- Task directions:
Keep only the lines of the listing that include the word "SheetsClient", and copy them.

- Exercise material:
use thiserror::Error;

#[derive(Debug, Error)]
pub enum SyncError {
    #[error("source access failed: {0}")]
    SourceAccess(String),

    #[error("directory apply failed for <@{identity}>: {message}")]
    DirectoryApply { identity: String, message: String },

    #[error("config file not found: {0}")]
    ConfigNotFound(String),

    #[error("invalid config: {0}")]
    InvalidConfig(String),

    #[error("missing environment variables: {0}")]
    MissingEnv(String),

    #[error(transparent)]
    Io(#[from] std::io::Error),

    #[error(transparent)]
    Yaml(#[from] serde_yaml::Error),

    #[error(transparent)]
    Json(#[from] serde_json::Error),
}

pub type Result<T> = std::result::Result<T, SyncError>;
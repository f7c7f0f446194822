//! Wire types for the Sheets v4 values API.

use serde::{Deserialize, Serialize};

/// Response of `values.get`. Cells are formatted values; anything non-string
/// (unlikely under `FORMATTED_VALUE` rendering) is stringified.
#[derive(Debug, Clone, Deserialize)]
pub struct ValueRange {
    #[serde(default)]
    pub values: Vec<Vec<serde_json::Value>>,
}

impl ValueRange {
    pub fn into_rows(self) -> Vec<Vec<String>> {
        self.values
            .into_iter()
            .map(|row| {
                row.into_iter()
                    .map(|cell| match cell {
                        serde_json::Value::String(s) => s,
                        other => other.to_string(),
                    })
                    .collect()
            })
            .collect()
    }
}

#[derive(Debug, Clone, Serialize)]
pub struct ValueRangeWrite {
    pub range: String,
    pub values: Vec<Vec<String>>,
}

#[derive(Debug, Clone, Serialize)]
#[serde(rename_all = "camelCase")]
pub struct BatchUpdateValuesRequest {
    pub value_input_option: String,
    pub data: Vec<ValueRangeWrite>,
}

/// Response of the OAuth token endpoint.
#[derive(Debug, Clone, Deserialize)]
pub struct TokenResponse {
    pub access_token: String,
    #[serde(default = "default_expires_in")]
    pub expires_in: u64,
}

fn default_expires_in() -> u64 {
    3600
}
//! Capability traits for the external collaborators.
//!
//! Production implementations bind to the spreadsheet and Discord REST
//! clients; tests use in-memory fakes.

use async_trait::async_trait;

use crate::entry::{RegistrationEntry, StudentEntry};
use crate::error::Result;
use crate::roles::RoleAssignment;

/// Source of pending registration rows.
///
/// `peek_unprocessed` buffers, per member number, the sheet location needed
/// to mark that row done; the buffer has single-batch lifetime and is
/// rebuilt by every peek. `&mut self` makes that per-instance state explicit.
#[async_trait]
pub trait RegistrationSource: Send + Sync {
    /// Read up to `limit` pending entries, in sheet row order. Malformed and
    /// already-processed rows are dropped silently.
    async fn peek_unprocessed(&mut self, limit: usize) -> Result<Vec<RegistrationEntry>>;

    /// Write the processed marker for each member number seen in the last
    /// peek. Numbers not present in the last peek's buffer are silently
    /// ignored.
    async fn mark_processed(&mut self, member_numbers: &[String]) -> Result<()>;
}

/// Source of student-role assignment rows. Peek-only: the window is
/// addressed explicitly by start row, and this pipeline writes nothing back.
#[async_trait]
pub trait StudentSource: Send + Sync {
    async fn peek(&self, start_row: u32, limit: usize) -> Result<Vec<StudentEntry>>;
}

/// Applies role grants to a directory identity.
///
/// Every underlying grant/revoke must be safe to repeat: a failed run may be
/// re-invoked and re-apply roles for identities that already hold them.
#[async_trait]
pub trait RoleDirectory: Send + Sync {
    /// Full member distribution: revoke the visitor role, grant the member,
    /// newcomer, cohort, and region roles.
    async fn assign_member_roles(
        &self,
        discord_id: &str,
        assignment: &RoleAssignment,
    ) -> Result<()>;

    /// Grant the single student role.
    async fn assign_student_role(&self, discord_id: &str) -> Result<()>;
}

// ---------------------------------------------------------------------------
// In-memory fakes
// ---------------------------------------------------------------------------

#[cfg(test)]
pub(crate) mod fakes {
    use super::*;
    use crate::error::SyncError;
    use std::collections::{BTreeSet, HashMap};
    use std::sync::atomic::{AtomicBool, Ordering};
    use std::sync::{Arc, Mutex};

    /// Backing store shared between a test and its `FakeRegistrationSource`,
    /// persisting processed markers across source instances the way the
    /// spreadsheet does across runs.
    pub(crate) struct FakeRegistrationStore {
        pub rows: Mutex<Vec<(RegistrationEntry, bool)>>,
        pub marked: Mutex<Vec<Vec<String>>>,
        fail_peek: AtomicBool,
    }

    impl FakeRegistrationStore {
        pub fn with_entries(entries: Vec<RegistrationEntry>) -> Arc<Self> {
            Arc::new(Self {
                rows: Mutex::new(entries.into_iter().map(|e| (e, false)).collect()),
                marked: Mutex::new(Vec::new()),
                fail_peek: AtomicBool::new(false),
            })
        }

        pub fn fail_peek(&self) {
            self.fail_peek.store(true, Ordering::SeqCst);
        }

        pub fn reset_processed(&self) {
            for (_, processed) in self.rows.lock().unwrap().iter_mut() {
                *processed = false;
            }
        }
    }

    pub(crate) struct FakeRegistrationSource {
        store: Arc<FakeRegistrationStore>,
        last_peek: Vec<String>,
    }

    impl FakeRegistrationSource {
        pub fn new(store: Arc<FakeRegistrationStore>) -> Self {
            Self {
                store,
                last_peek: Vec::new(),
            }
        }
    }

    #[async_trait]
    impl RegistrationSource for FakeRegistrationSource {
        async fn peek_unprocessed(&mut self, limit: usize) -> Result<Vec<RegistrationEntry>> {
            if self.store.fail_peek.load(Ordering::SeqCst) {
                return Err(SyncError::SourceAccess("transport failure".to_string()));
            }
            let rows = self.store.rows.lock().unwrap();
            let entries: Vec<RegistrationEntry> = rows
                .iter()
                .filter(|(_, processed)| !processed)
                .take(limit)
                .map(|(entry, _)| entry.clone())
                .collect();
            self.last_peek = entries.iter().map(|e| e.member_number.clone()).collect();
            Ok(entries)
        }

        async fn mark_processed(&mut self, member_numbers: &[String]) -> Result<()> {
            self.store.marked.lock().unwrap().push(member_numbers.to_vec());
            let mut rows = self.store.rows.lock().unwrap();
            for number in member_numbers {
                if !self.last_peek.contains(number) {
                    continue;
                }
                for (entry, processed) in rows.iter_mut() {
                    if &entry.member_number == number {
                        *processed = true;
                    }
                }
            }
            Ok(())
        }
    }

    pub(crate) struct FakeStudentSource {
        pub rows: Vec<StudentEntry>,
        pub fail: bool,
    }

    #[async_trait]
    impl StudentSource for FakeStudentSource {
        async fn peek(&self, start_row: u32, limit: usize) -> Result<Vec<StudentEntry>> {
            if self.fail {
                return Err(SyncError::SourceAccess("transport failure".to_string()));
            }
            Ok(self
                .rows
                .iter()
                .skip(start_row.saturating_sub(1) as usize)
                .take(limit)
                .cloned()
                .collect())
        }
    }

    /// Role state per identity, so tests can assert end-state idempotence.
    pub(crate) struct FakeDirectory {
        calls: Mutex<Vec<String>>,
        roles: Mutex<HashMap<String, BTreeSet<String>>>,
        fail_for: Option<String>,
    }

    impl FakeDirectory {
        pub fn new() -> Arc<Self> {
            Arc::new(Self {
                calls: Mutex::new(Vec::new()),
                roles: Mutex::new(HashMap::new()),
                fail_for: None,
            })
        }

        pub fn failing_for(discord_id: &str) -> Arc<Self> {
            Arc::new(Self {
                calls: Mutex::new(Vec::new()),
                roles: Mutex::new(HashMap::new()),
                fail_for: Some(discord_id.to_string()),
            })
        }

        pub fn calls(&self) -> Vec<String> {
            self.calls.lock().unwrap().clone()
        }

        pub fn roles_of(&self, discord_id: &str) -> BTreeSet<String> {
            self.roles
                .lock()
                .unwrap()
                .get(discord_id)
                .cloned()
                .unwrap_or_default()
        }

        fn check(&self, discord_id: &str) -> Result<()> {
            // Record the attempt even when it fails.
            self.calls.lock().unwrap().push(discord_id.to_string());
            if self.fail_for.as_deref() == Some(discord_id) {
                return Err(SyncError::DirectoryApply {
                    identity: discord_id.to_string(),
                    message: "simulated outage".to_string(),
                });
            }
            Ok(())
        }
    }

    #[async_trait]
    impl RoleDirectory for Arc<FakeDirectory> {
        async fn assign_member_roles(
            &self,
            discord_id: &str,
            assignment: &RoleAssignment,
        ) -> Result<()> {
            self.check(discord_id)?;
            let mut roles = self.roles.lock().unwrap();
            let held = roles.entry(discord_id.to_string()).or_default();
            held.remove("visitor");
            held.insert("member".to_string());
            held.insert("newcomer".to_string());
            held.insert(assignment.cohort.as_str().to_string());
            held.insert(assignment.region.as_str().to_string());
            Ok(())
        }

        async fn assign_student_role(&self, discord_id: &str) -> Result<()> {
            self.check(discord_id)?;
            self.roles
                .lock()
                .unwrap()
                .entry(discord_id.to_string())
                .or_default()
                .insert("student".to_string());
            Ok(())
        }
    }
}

...

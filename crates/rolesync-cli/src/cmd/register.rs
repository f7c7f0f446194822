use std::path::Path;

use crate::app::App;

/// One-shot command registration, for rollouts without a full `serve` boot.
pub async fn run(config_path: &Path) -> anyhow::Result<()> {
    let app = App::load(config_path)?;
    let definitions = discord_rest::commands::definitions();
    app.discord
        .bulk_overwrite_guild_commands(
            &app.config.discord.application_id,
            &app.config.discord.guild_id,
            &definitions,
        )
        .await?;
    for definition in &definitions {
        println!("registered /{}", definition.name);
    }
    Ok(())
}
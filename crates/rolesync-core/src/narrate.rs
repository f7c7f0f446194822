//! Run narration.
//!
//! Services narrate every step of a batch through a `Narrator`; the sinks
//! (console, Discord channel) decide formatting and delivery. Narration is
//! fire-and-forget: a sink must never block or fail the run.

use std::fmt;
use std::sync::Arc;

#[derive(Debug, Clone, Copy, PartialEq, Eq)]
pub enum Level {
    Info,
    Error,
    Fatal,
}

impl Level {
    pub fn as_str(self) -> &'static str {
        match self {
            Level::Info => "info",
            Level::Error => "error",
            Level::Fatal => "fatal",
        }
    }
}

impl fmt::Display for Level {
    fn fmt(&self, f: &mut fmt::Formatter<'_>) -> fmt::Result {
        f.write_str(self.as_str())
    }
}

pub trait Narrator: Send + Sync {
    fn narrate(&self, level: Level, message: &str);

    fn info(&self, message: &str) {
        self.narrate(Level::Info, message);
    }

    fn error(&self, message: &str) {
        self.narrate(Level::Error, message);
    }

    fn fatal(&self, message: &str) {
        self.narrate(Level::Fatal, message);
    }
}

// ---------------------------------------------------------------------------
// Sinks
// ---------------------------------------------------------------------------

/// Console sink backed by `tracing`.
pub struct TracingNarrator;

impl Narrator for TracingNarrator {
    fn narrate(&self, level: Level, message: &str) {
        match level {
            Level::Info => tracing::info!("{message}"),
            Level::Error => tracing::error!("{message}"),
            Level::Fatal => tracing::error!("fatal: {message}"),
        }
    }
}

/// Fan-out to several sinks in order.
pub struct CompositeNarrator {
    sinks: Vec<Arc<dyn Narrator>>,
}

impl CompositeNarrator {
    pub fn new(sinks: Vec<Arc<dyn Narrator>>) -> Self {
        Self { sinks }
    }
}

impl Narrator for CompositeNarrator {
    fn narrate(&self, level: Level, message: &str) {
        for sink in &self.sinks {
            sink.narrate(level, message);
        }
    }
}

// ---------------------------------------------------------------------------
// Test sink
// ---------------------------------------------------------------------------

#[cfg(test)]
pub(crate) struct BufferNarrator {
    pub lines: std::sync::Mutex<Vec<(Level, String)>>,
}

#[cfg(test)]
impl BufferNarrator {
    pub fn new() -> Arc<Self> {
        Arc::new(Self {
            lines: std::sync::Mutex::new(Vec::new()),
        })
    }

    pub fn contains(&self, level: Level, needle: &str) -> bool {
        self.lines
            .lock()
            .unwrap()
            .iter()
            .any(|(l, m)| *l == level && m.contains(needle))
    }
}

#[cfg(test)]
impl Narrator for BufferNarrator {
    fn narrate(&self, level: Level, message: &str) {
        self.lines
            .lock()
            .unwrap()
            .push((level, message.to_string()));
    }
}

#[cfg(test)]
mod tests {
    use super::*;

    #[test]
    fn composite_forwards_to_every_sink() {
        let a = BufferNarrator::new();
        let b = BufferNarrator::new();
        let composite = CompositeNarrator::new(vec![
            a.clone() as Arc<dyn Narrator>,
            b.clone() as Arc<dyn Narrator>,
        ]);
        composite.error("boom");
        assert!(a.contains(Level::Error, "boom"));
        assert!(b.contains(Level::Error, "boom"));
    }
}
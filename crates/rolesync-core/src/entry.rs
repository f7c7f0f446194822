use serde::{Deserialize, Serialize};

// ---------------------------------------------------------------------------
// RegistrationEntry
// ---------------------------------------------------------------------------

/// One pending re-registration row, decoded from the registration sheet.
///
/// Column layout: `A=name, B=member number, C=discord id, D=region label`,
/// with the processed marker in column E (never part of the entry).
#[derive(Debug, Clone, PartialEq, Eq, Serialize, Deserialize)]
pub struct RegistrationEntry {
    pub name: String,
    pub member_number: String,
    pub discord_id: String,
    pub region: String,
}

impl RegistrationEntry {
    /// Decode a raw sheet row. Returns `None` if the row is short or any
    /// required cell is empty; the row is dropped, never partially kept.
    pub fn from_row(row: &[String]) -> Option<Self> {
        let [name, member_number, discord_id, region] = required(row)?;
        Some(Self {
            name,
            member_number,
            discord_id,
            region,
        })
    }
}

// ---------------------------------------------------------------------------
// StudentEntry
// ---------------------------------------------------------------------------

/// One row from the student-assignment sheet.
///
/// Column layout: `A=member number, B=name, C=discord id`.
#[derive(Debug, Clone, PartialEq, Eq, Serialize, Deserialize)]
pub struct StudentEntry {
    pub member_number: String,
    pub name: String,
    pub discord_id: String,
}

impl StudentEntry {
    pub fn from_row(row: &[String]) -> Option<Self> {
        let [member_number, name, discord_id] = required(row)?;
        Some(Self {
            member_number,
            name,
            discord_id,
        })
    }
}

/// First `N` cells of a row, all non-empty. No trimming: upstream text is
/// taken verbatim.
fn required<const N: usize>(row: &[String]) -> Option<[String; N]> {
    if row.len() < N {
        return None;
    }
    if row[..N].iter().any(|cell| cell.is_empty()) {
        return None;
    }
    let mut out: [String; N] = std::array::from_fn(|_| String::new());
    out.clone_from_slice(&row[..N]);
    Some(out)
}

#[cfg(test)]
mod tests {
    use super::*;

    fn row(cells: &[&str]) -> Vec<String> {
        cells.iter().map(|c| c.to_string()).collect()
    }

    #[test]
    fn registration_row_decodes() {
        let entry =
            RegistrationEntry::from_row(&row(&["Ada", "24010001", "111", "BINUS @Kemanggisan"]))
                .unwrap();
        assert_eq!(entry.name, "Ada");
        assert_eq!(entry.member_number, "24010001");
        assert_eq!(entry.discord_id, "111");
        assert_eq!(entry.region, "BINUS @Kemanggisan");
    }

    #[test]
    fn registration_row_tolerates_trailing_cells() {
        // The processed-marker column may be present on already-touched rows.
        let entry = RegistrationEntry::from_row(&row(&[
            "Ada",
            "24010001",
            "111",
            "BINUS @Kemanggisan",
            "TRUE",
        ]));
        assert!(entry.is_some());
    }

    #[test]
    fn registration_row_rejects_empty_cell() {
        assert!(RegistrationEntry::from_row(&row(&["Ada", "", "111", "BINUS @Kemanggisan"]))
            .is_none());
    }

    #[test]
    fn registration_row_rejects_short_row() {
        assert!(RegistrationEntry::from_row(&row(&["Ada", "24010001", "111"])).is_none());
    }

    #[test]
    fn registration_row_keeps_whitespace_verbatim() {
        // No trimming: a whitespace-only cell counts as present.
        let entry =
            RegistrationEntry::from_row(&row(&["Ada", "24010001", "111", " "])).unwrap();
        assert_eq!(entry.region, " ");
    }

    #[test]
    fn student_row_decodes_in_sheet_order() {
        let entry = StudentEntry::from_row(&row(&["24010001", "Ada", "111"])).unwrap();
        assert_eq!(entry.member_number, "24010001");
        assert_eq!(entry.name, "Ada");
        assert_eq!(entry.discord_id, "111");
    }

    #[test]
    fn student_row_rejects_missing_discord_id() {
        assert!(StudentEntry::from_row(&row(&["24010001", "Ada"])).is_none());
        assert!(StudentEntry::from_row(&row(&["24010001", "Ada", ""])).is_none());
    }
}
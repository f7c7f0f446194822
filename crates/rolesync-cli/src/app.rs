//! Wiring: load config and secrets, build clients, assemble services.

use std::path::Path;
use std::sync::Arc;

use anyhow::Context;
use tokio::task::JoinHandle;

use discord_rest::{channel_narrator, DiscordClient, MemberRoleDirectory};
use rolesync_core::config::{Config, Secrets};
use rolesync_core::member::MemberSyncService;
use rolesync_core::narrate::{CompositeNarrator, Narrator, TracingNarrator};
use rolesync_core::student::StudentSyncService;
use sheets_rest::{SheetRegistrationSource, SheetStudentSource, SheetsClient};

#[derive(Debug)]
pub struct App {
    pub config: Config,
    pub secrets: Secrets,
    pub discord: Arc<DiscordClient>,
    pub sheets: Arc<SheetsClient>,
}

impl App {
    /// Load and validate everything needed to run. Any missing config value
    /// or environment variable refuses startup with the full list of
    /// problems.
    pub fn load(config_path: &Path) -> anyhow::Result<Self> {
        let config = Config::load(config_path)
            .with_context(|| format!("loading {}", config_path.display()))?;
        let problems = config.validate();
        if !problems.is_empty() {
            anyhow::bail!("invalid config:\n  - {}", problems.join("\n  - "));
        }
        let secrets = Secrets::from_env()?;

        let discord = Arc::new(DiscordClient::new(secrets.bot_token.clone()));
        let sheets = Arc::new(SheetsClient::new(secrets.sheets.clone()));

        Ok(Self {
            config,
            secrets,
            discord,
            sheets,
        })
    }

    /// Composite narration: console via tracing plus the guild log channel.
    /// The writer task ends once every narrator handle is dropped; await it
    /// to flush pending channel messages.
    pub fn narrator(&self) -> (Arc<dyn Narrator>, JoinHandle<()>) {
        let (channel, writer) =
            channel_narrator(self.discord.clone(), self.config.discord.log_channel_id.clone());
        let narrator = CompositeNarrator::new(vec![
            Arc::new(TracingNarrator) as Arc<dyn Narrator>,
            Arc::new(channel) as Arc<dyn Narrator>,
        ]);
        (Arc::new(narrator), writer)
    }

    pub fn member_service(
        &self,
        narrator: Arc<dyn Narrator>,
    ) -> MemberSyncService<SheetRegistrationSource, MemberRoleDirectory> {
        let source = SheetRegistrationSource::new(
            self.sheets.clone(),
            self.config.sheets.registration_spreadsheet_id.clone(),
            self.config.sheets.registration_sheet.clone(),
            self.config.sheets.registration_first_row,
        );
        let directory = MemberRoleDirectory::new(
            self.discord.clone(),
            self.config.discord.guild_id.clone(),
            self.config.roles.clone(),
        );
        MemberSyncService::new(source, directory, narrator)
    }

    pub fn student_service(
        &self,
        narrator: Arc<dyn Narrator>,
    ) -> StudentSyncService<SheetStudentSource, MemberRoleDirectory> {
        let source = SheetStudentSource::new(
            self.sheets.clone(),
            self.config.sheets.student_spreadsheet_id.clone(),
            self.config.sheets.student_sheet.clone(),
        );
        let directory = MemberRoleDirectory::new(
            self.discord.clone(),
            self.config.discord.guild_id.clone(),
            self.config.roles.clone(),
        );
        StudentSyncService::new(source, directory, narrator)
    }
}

--

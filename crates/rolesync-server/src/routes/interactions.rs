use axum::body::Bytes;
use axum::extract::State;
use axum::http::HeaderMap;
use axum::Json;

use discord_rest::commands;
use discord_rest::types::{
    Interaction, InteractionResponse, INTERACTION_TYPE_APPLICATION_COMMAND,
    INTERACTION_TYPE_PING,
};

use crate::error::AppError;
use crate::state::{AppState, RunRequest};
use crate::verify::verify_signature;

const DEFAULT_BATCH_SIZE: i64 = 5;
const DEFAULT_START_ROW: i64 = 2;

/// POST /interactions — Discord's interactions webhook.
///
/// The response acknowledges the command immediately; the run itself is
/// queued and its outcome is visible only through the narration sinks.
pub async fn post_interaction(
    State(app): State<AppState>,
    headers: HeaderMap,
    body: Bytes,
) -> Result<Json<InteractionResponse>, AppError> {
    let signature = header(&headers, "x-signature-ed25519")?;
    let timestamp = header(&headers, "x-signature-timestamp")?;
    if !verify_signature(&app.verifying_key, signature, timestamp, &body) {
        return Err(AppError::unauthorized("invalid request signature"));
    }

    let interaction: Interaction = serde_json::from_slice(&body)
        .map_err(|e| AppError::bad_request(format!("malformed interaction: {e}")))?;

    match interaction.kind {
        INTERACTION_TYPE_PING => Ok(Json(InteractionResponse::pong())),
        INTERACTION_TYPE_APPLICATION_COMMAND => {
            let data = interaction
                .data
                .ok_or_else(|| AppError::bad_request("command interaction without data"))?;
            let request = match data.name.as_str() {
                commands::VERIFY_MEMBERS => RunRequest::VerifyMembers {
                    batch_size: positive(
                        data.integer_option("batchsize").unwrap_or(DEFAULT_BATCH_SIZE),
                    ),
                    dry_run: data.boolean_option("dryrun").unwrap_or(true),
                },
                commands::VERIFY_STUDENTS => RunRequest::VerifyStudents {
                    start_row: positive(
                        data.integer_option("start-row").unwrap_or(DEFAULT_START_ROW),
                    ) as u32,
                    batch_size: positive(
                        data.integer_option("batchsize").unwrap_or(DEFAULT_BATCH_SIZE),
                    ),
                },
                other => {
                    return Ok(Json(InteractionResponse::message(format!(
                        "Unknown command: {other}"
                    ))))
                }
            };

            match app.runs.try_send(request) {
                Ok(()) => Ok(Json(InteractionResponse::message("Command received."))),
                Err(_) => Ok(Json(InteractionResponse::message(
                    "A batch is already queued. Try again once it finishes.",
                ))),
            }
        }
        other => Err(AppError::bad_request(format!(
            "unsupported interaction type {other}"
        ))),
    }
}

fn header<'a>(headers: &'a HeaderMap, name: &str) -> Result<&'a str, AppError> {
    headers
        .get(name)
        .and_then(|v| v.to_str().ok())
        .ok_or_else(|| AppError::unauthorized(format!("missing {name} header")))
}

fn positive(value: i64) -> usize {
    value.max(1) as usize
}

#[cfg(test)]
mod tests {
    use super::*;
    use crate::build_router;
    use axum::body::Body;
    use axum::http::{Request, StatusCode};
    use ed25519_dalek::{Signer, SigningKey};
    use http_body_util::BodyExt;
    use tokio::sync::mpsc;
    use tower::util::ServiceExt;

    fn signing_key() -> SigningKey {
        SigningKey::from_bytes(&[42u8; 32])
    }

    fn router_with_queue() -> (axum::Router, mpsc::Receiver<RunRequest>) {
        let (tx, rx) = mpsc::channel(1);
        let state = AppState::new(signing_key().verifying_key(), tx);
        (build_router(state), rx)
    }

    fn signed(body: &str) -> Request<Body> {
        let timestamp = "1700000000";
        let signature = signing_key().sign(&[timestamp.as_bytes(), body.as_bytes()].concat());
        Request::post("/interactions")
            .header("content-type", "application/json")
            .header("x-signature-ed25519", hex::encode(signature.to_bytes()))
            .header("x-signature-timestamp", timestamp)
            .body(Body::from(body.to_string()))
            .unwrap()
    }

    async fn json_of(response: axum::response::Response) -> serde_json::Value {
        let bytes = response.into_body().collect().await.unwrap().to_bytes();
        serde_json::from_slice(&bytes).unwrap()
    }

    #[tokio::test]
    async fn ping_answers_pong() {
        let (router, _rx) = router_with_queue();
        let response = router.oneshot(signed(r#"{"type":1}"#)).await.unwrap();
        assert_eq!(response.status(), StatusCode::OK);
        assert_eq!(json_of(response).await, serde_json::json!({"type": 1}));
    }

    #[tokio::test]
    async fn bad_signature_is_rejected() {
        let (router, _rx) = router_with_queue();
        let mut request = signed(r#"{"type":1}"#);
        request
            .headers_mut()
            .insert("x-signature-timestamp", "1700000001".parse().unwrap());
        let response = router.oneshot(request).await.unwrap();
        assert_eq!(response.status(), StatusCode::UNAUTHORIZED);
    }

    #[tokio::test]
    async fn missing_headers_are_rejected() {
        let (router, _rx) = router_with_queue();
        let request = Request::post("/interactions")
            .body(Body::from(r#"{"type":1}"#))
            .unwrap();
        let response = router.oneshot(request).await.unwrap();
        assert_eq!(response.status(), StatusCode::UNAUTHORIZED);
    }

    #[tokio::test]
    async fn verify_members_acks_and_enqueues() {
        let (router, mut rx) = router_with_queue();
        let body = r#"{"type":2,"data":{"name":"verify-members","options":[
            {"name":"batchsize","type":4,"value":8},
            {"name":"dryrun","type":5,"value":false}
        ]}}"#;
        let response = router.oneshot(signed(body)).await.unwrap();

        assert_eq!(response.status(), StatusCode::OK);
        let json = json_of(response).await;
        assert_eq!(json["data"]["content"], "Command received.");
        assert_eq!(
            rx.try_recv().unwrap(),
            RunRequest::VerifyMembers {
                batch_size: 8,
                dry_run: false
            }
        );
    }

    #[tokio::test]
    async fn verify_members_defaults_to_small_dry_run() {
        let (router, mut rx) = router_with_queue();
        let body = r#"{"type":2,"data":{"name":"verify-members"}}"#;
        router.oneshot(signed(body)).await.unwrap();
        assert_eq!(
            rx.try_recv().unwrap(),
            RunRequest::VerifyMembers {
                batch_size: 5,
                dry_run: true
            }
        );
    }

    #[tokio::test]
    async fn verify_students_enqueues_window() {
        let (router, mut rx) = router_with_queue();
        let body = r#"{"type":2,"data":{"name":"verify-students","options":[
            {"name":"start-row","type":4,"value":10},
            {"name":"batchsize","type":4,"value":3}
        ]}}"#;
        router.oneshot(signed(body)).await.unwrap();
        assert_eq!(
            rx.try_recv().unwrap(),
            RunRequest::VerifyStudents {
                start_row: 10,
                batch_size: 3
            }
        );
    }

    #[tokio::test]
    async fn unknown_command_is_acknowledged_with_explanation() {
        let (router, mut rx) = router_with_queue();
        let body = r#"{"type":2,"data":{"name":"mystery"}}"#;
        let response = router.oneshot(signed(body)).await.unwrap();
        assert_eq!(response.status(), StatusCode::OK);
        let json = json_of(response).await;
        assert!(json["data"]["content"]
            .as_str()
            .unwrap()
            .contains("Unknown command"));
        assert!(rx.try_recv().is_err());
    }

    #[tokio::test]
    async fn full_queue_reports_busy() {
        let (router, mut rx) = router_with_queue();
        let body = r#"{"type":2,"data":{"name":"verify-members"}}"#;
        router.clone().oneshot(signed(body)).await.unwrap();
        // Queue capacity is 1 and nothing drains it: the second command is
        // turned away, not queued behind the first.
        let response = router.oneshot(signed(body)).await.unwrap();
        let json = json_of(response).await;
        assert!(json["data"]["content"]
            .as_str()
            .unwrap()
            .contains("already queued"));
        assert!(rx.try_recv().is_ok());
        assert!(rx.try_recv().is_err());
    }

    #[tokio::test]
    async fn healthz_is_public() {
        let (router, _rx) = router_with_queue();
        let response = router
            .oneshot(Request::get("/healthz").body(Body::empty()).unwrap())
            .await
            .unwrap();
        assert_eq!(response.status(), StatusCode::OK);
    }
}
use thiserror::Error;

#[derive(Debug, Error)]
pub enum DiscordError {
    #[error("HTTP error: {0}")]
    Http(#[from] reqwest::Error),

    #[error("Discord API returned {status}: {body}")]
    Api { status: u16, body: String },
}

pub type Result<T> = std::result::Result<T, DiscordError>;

- Task solution:
use sheets_rest::{SheetRegistrationSource, SheetStudentSource, SheetsClient};
    pub sheets: Arc<SheetsClient>,
        let sheets = Arc::new(SheetsClient::new(secrets.sheets.clone()));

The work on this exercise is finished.